After two years of planning and plot distribution, the UA Community Garden blossomed in its grand opening with a ceremonial ribbon cutting on Monday.
The UA’s newest garden is about 1,600 square feet, has around 46 plots, generally 3-by-10 foot in size, and is located just north of the Highland Avenue Parking Garage on Highland Avenue and Mabel Street, said Taryn Contento, the project’s co-manager and an environmental sciences junior.
There are about 40 to 60 people who own the various plots in the garden, she said, including students, club members, faculty and local community members.
The UA Green Fund, which finances projects aimed at making the campus more sustainable, funded the $25,000 garden, according to Natalie Lucas, executive program director of Students for Sustainability.
Chet Phillips, the Associated Students of the University of Arizona’s graduate assistant for sustainability, and a doctoral student in arid lands resource sciences, said the plots are divided up so that a third of them go to students, a third go to faculty and staff and a third go to members of the surrounding neighborhood.
“The idea is to bring people together,” Phillips said.
Many things can be grown in the garden, Phillips said, including tomatoes, chiles, peppers, squash, melons, basil, beans and eggplant.

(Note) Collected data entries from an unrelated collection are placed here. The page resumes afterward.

//! Small helpers shared by the bot: retries, truncation and reply splitting.

use crate::config::{
    TELEGRAM_API_INITIAL_BACKOFF_MS, TELEGRAM_API_MAX_BACKOFF_MS, TELEGRAM_API_MAX_RETRIES,
};
use std::fmt::Display;
use std::time::Duration;
use tokio_retry::strategy::{jitter, ExponentialBackoff};
use tokio_retry::Retry;
use tracing::warn;
use unicode_segmentation::UnicodeSegmentation;

/// Retry a Telegram API operation with exponential backoff.
///
/// Used for replies and file downloads, which may fail on transient network
/// errors. Delays start at 500ms, are capped at 4s, with jitter, and at most
/// three retries are made.
///
/// # Examples
///
/// ```no_run
/// use evo_relay::utils::retry_telegram_operation;
///
/// # async fn example() -> Result<(), String> {
/// let bytes: Vec<u8> = retry_telegram_operation(|| async { Ok::<_, String>(vec![1, 2, 3]) }).await?;
/// # Ok(())
/// # }
/// ```
///
/// # Errors
///
/// Returns the last error once all attempts are exhausted.
pub async fn retry_telegram_operation<F, Fut, T, E>(operation: F) -> Result<T, E>
where
    F: FnMut() -> Fut,
    Fut: std::future::Future<Output = Result<T, E>>,
    E: Display,
{
    let retry_strategy = ExponentialBackoff::from_millis(TELEGRAM_API_INITIAL_BACKOFF_MS)
        .max_delay(Duration::from_millis(TELEGRAM_API_MAX_BACKOFF_MS))
        .map(jitter)
        .take(TELEGRAM_API_MAX_RETRIES);

    Retry::spawn(retry_strategy, operation).await.map_err(|e| {
        warn!(
            "Telegram API operation failed after {} attempts: {}",
            TELEGRAM_API_MAX_RETRIES, e
        );
        e
    })
}

/// Safely truncates a string to a maximum character length (not bytes).
///
/// # Examples
///
/// ```
/// use evo_relay::utils::truncate_str;
/// let s = "Olá, mundo!";
/// assert_eq!(truncate_str(s, 3), "Olá");
/// ```
pub fn truncate_str(s: impl AsRef<str>, max_chars: usize) -> String {
    let s = s.as_ref();
    s.char_indices()
        .nth(max_chars)
        .map_or_else(|| s.to_string(), |(pos, _)| s[..pos].to_string())
}

/// Splits a reply into parts no longer than `max_length` bytes.
///
/// Lines are kept whole when they fit; longer lines are cut on grapheme
/// boundaries.
///
/// # Examples
///
/// ```
/// use evo_relay::utils::split_long_message;
/// let long_msg = "A line of gateway output\n".repeat(300);
/// let parts = split_long_message(&long_msg, 4000);
/// assert!(parts.len() > 1);
/// ```
#[must_use]
pub fn split_long_message(message: &str, max_length: usize) -> Vec<String> {
    if message.len() <= max_length {
        return if message.is_empty() {
            Vec::new()
        } else {
            vec![message.to_string()]
        };
    }

    let mut parts = Vec::new();
    let mut current = String::new();

    for line in message.lines() {
        if !current.is_empty() && current.len() + line.len() + 1 > max_length {
            parts.push(current.trim_end().to_string());
            current.clear();
        }

        if line.len() > max_length {
            for grapheme in line.graphemes(true) {
                if current.len() + grapheme.len() > max_length {
                    parts.push(std::mem::take(&mut current));
                }
                current.push_str(grapheme);
            }
        } else {
            current.push_str(line);
        }
        current.push('\n');
    }

    if !current.trim_end().is_empty() {
        parts.push(current.trim_end().to_string());
    }
    parts
}

#[cfg(test)]
mod tests {
    use super::*;

    #[test]
    fn test_truncate_str_unicode() {
        let s = "Привет, мир!";
        assert_eq!(truncate_str(s, 6), "Привет");
        assert_eq!(truncate_str(s, 50), "Привет, мир!");
    }

    #[test]
    fn test_split_short_message_untouched() {
        assert_eq!(split_long_message("hello", 10), vec!["hello".to_string()]);
        assert!(split_long_message("", 10).is_empty());
    }

    #[test]
    fn test_split_respects_limit() {
        let message = "line of text\n".repeat(50);
        let parts = split_long_message(&message, 40);
        assert!(parts.len() > 1);
        assert!(parts.iter().all(|p| p.len() <= 40));
        assert_eq!(parts.concat().matches("line of text").count(), 50);
    }

    #[test]
    fn test_split_cuts_single_long_line() {
        let message = "é".repeat(30);
        let parts = split_long_message(&message, 10);
        assert!(parts.iter().all(|p| p.len() <= 10));
        assert_eq!(parts.concat(), message);
    }

    #[tokio::test]
    async fn test_retry_gives_up_with_last_error() {
        let mut attempts = 0;
        let result: Result<(), String> = retry_telegram_operation(|| {
            attempts += 1;
            let attempt = attempts;
            async move { Err(format!("attempt {attempt}")) }
        })
        .await;

        assert_eq!(result, Err(format!("attempt {}", TELEGRAM_API_MAX_RETRIES + 1)));
    }
}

These kinds of things can be grown around this time of the year because of the warm weather, but in the winter, more leafy vegetables like lettuce can also be grown in the garden, he said.
Vegetables were already growing in certain plots during the garden’s opening ceremony. Dave and Cathy Perry, a local couple, were checking on their plot of tomatoes, beans, dill, carrots, peas and marigolds. Dave Perry said he thinks the community garden is a “great idea,” and likes how it is set up with group irrigation for all the plots. Solar-powered timers regulate when the plots are irrigated, he said.
Rachel Pergamit, a junior studying environmental and water resource economics, and Taylor Silva, a vocal performance freshman, attended the grand opening and represented the UA’s new Food Committee, which aims to bring vegan, vegetarian, allergy-friendly and sustainable foods to Arizona Student Unions. The committee has a plot on the garden that grows various herbs and tomatoes, Pergamit said.
The garden provides as an “excellent opportunity” to bring students, faculty and community members together and show their love for gardening, she added.